WORK TASK: Reproduce word for word the lines between those holding "Result<Json<Vec<IpResponse>>, (StatusCode, String)>" and "r.status == s))", inclusive, and nothing else from the data below.

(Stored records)
--- START ---

use chrono::{DateTime, Utc};
use serde::{Deserialize, Serialize};
use uuid::Uuid;

pub use rackipam_cidr::{GeneratedRecord, IpStatus, IpType};

/// A VLAN grouping one or more subnets
#[derive(Debug, Clone, Serialize, Deserialize)]
pub struct Vlan {
    pub id: Uuid,
    /// 802.1Q VLAN ID, 1-4094
    pub vlan_number: u16,
    pub name: String,
    pub description: Option<String>,
    pub created_at: DateTime<Utc>,
    pub updated_at: DateTime<Utc>,
}

impl Vlan {
    /// Usable 802.1Q VLAN IDs. 0 and 4095 are reserved by the standard.
    pub const NUMBER_RANGE: std::ops::RangeInclusive<u16> = 1..=4094;

    pub fn is_valid_number(number: u16) -> bool {
        Self::NUMBER_RANGE.contains(&number)
    }
}

/// An IP subnet and the address records provisioned inside it
#[derive(Debug, Clone, Serialize, Deserialize)]
pub struct Subnet {
    pub id: Uuid,
    /// Canonical, network-aligned CIDR
    pub cidr: String,
    pub name: String,
    pub vlan_id: Option<Uuid>,
    pub description: Option<String>,
    pub created_at: DateTime<Utc>,
    pub updated_at: DateTime<Utc>,
}

/// A persisted address within a subnet. Unique on `(subnet_id, ip_address)`.
#[derive(Debug, Clone, Serialize, Deserialize)]
pub struct IpAddressRecord {
    pub id: Uuid,
    pub subnet_id: Uuid,
    pub ip_address: String,
    pub ip_type: IpType,
    pub status: IpStatus,
    pub name: Option<String>,
    /// Equipment currently holding this address
    pub equipment_id: Option<Uuid>,
    pub created_at: DateTime<Utc>,
    pub updated_at: DateTime<Utc>,
}

impl IpAddressRecord {
    pub fn from_generated(subnet_id: Uuid, generated: &GeneratedRecord) -> Self {
        let now = Utc::now();
        Self {
            id: Uuid::new_v4(),
            subnet_id,
            ip_address: generated.ip_address.clone(),
            ip_type: generated.ip_type,
            status: generated.status,
            name: generated.name.clone(),
            equipment_id: None,
            created_at: now,
            updated_at: now,
        }
    }

    pub fn is_claimable(&self) -> bool {
        self.status == IpStatus::Available && self.equipment_id.is_none()
    }
}

/// Address occupancy of a subnet or of every subnet in a VLAN
#[derive(Debug, Clone, Default, PartialEq, Serialize, Deserialize)]
pub struct SubnetUsage {
    pub total: usize,
    pub available: usize,
    pub reserved: usize,
    pub used: usize,
    /// Share of provisioned addresses that are used, 0-100
    pub utilization: f64,
}

impl SubnetUsage {
    pub fn from_records<'a>(records: impl IntoIterator<Item = &'a IpAddressRecord>) -> Self {
        let mut usage = SubnetUsage::default();
        for r in records {
            usage.total += 1;
            match r.status {
                IpStatus::Available => usage.available += 1,
                IpStatus::Reserved => usage.reserved += 1,
                IpStatus::Used => usage.used += 1,
            }
        }
        usage.recompute();
        usage
    }

    pub fn merge(&mut self, other: &SubnetUsage) {
        self.total += other.total;
        self.available += other.available;
        self.reserved += other.reserved;
        self.used += other.used;
        self.recompute();
    }

    fn recompute(&mut self) {
        self.utilization = if self.total == 0 {
            0.0
        } else {
            (self.used as f64 / self.total as f64) * 100.0
        };
    }
}
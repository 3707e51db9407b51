use crate::parse::{ipv4_total, parse_block, Block, CidrInfo, Ipv4Landmarks};
use serde::{Deserialize, Serialize};
use std::net::Ipv4Addr;

/// Largest block whose addresses are enumerated one by one.
pub const SYNC_GENERATION_LIMIT: u128 = 65_536;

/// Largest block for which every address gets its own record. Wider blocks
/// only get their structural records.
pub const FULL_ENUMERATION_LIMIT: u128 = 4_096;

pub const DEFAULT_GATEWAY_NAME: &str = "Gateway";

/// Role of an address within its subnet
#[derive(Debug, Clone, Copy, PartialEq, Eq, Hash, Serialize, Deserialize)]
#[serde(rename_all = "lowercase")]
pub enum IpType {
    Network,
    Gateway,
    Host,
    Broadcast,
    Reserved,
}

impl std::fmt::Display for IpType {
    fn fmt(&self, f: &mut std::fmt::Formatter<'_>) -> std::fmt::Result {
        match self {
            IpType::Network => write!(f, "network"),
            IpType::Gateway => write!(f, "gateway"),
            IpType::Host => write!(f, "host"),
            IpType::Broadcast => write!(f, "broadcast"),
            IpType::Reserved => write!(f, "reserved"),
        }
    }
}

/// Allocation state of an address
#[derive(Debug, Clone, Copy, PartialEq, Eq, Hash, Serialize, Deserialize)]
#[serde(rename_all = "lowercase")]
pub enum IpStatus {
    Available,
    Reserved,
    Used,
}

impl std::fmt::Display for IpStatus {
    fn fmt(&self, f: &mut std::fmt::Formatter<'_>) -> std::fmt::Result {
        match self {
            IpStatus::Available => write!(f, "available"),
            IpStatus::Reserved => write!(f, "reserved"),
            IpStatus::Used => write!(f, "used"),
        }
    }
}

#[derive(Debug, Clone, PartialEq, Eq, Serialize, Deserialize)]
pub struct GenerateOptions {
    #[serde(default = "default_true")]
    pub reserve_gateway: bool,
    #[serde(default)]
    pub gateway_name: Option<String>,
}

impl Default for GenerateOptions {
    fn default() -> Self {
        Self {
            reserve_gateway: true,
            gateway_name: None,
        }
    }
}

impl GenerateOptions {
    fn gateway_label(&self) -> String {
        self.gateway_name
            .as_deref()
            .map(str::trim)
            .filter(|n| !n.is_empty())
            .unwrap_or(DEFAULT_GATEWAY_NAME)
            .to_string()
    }
}

fn default_true() -> bool {
    true
}

/// An address record ready to be persisted for a subnet.
#[derive(Debug, Clone, PartialEq, Eq, Serialize, Deserialize)]
pub struct GeneratedRecord {
    pub ip_address: String,
    pub ip_type: IpType,
    pub status: IpStatus,
    pub name: Option<String>,
}

impl GeneratedRecord {
    fn new(ip_address: String, ip_type: IpType, status: IpStatus) -> Self {
        Self {
            ip_address,
            ip_type,
            status,
            name: None,
        }
    }

    fn named(mut self, name: String) -> Self {
        self.name = Some(name);
        self
    }
}

/// Every address of an IPv4 block in ascending order, network first.
///
/// Empty for IPv6, for malformed input, and for blocks larger than
/// [`SYNC_GENERATION_LIMIT`].
pub fn generate_ipv4_addresses(cidr: &str) -> Vec<Ipv4Addr> {
    let Some((Block::V4(net), _)) = parse_block(cidr) else {
        return Vec::new();
    };
    if ipv4_total(&net) > SYNC_GENERATION_LIMIT {
        return Vec::new();
    }

    let start = u32::from(net.network());
    let end = u32::from(net.broadcast());
    (start..=end).map(Ipv4Addr::from).collect()
}

/// Build the typed address records for a subnet.
///
/// Blocks above [`FULL_ENUMERATION_LIMIT`] only produce their network,
/// gateway and broadcast records. Smaller blocks produce one record per
/// address, classified by comparing each address with the values
/// [`parse_cidr`](crate::parse_cidr) derives for the same block. IPv6 blocks
/// produce only their network record.
pub fn generate_ip_records(cidr: &str, options: &GenerateOptions) -> Vec<GeneratedRecord> {
    let Some((block, _)) = parse_block(cidr) else {
        return Vec::new();
    };

    match block {
        Block::V6(net) => vec![GeneratedRecord::new(
            net.network().to_string(),
            IpType::Network,
            IpStatus::Reserved,
        )],
        Block::V4(net) if ipv4_total(&net) > FULL_ENUMERATION_LIMIT => {
            structural_records(&CidrInfo::from_block(&block), options)
        }
        Block::V4(net) => {
            let marks = Ipv4Landmarks::of(&net);
            let start = u32::from(net.network());
            let end = u32::from(net.broadcast());
            (start..=end)
                .map(|n| classify(Ipv4Addr::from(n), &marks, options))
                .collect()
        }
    }
}

fn structural_records(info: &CidrInfo, options: &GenerateOptions) -> Vec<GeneratedRecord> {
    let mut records = vec![GeneratedRecord::new(
        info.network_address.clone(),
        IpType::Network,
        IpStatus::Reserved,
    )];

    if let Some(gateway) = &info.gateway_address {
        let status = if options.reserve_gateway {
            IpStatus::Reserved
        } else {
            IpStatus::Available
        };
        records.push(
            GeneratedRecord::new(gateway.clone(), IpType::Gateway, status)
                .named(options.gateway_label()),
        );
    }

    if let Some(broadcast) = &info.broadcast_address {
        records.push(GeneratedRecord::new(
            broadcast.clone(),
            IpType::Broadcast,
            IpStatus::Reserved,
        ));
    }

    records
}

fn classify(addr: Ipv4Addr, marks: &Ipv4Landmarks, options: &GenerateOptions) -> GeneratedRecord {
    let ip = addr.to_string();
    if addr == marks.network {
        GeneratedRecord::new(ip, IpType::Network, IpStatus::Reserved)
    } else if marks.broadcast == Some(addr) {
        GeneratedRecord::new(ip, IpType::Broadcast, IpStatus::Reserved)
    } else if options.reserve_gateway && marks.gateway == Some(addr) {
        GeneratedRecord::new(ip, IpType::Gateway, IpStatus::Reserved).named(options.gateway_label())
    } else {
        GeneratedRecord::new(ip, IpType::Host, IpStatus::Available)
    }
}
use crate::security::{error_response, internal_error, Pagination};
use crate::AppState;
use axum::extract::{Path, Query, State};
use axum::http::StatusCode;
use axum::routing::{get, post};
use axum::{Json, Router};
use chrono::Utc;
use rackipam_core::types::{IpAddressRecord, IpStatus, IpType};
use serde::{Deserialize, Serialize};
use std::net::IpAddr;
use uuid::Uuid;

pub fn router() -> Router<AppState> {
    Router::new()
        .route("/subnets/{id}/ips", get(list_ips).post(create_ip))
        .route(
            "/subnets/{id}/ips/{ip}",
            get(get_ip).put(update_ip).delete(delete_ip),
        )
        .route("/subnets/{id}/ips/{ip}/claim", post(claim_ip))
        .route("/subnets/{id}/ips/{ip}/release", post(release_ip))
}

#[derive(Serialize)]
struct IpResponse {
    id: Uuid,
    subnet_id: Uuid,
    ip_address: String,
    ip_type: IpType,
    status: IpStatus,
    name: Option<String>,
    equipment_id: Option<Uuid>,
    created_at: String,
    updated_at: String,
}

impl From<IpAddressRecord> for IpResponse {
    fn from(r: IpAddressRecord) -> Self {
        Self {
            id: r.id,
            subnet_id: r.subnet_id,
            ip_address: r.ip_address,
            ip_type: r.ip_type,
            status: r.status,
            name: r.name,
            equipment_id: r.equipment_id,
            created_at: r.created_at.to_rfc3339(),
            updated_at: r.updated_at.to_rfc3339(),
        }
    }
}

#[derive(Deserialize)]
struct ListQuery {
    status: Option<IpStatus>,
}

#[derive(Deserialize)]
struct CreateIpRequest {
    ip_address: String,
    #[serde(default = "default_ip_type")]
    ip_type: IpType,
    #[serde(default = "default_status")]
    status: IpStatus,
    #[serde(default)]
    name: Option<String>,
}

fn default_ip_type() -> IpType {
    IpType::Host
}

fn default_status() -> IpStatus {
    IpStatus::Available
}

#[derive(Deserialize)]
struct UpdateIpRequest {
    #[serde(default)]
    name: Option<String>,
    #[serde(default)]
    status: Option<IpStatus>,
}

#[derive(Deserialize)]
struct ClaimRequest {
    equipment_id: Uuid,
}

#[derive(Deserialize)]
struct ReleaseRequest {
    #[serde(default)]
    equipment_id: Option<Uuid>,
}

/// Canonical text form of an address taken from a path or body.
fn canonical_ip(raw: &str) -> Result<String, (StatusCode, String)> {
    raw.trim()
        .parse::<IpAddr>()
        .map(|ip| ip.to_string())
        .map_err(|_| (StatusCode::BAD_REQUEST, format!("invalid IP address: {raw}")))
}

fn ensure_subnet(state: &AppState, id: &Uuid) -> Result<(), (StatusCode, String)> {
    state
        .db
        .get_subnet(id)
        .map_err(internal_error)?
        .ok_or((StatusCode::NOT_FOUND, "subnet not found".to_string()))?;
    Ok(())
}

async fn list_ips(
    State(state): State<AppState>,
    Path(id): Path<Uuid>,
    Query(q): Query<ListQuery>,
    Query(page): Query<Pagination>,
) -> Result<Json<Vec<IpResponse>>, (StatusCode, String)> {
    ensure_subnet(&state, &id)?;
    let records = state.db.list_subnet_ips(&id).map_err(internal_error)?;

    let response = records
        .into_iter()
        .filter(|r| q.status.map_or(true, |s| r.status == s))
        .map(IpResponse::from)
        .collect();

    Ok(Json(page.apply(response)))
}

async fn create_ip(
    State(state): State<AppState>,
    Path(id): Path<Uuid>,
    Json(req): Json<CreateIpRequest>,
) -> Result<(StatusCode, Json<IpResponse>), (StatusCode, String)> {
    if req.status == IpStatus::Used {
        return Err((
            StatusCode::BAD_REQUEST,
            "addresses are marked used by claiming them".to_string(),
        ));
    }

    let now = Utc::now();
    let record = IpAddressRecord {
        id: Uuid::new_v4(),
        subnet_id: id,
        ip_address: canonical_ip(&req.ip_address)?,
        ip_type: req.ip_type,
        status: req.status,
        name: req.name,
        equipment_id: None,
        created_at: now,
        updated_at: now,
    };
    state.db.create_ip_record(&record).map_err(error_response)?;

    Ok((StatusCode::CREATED, Json(record.into())))
}

async fn get_ip(
    State(state): State<AppState>,
    Path((id, ip)): Path<(Uuid, String)>,
) -> Result<Json<IpResponse>, (StatusCode, String)> {
    let ip = canonical_ip(&ip)?;
    let record = state
        .db
        .get_ip_record(&id, &ip)
        .map_err(internal_error)?
        .ok_or((StatusCode::NOT_FOUND, "ip address not found".to_string()))?;

    Ok(Json(record.into()))
}

/// Edit the name or availability of an address. Ownership changes go through
/// claim and release, and the address type never changes.
async fn update_ip(
    State(state): State<AppState>,
    Path((id, ip)): Path<(Uuid, String)>,
    Json(req): Json<UpdateIpRequest>,
) -> Result<Json<IpResponse>, (StatusCode, String)> {
    let ip = canonical_ip(&ip)?;
    if req.status == Some(IpStatus::Used) {
        return Err((
            StatusCode::BAD_REQUEST,
            "addresses are marked used by claiming them".to_string(),
        ));
    }

    let record = state
        .db
        .update_ip_fields(&id, &ip, req.name, req.status)
        .map_err(error_response)?;

    Ok(Json(record.into()))
}

async fn delete_ip(
    State(state): State<AppState>,
    Path((id, ip)): Path<(Uuid, String)>,
) -> Result<StatusCode, (StatusCode, String)> {
    let ip = canonical_ip(&ip)?;
    state.db.delete_ip_record(&id, &ip).map_err(error_response)?;
    Ok(StatusCode::NO_CONTENT)
}

async fn claim_ip(
    State(state): State<AppState>,
    Path((id, ip)): Path<(Uuid, String)>,
    Json(req): Json<ClaimRequest>,
) -> Result<Json<IpResponse>, (StatusCode, String)> {
    let ip = canonical_ip(&ip)?;
    let record = state
        .service
        .claim_ip(&id, &ip, &req.equipment_id)
        .await
        .map_err(error_response)?;

    Ok(Json(record.into()))
}

async fn release_ip(
    State(state): State<AppState>,
    Path((id, ip)): Path<(Uuid, String)>,
    Json(req): Json<ReleaseRequest>,
) -> Result<Json<IpResponse>, (StatusCode, String)> {
    let ip = canonical_ip(&ip)?;
    let record = state
        .service
        .release_ip(&id, &ip, req.equipment_id.as_ref())
        .await
        .map_err(error_response)?;

    Ok(Json(record.into()))
}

--- END ---

TASK ANSWER:
) -> Result<Json<Vec<IpResponse>>, (StatusCode, String)> {
    ensure_subnet(&state, &id)?;
    let records = state.db.list_subnet_ips(&id).map_err(internal_error)?;

    let response = records
        .into_iter()
        .filter(|r| q.status.map_or(true, |s| r.status == s))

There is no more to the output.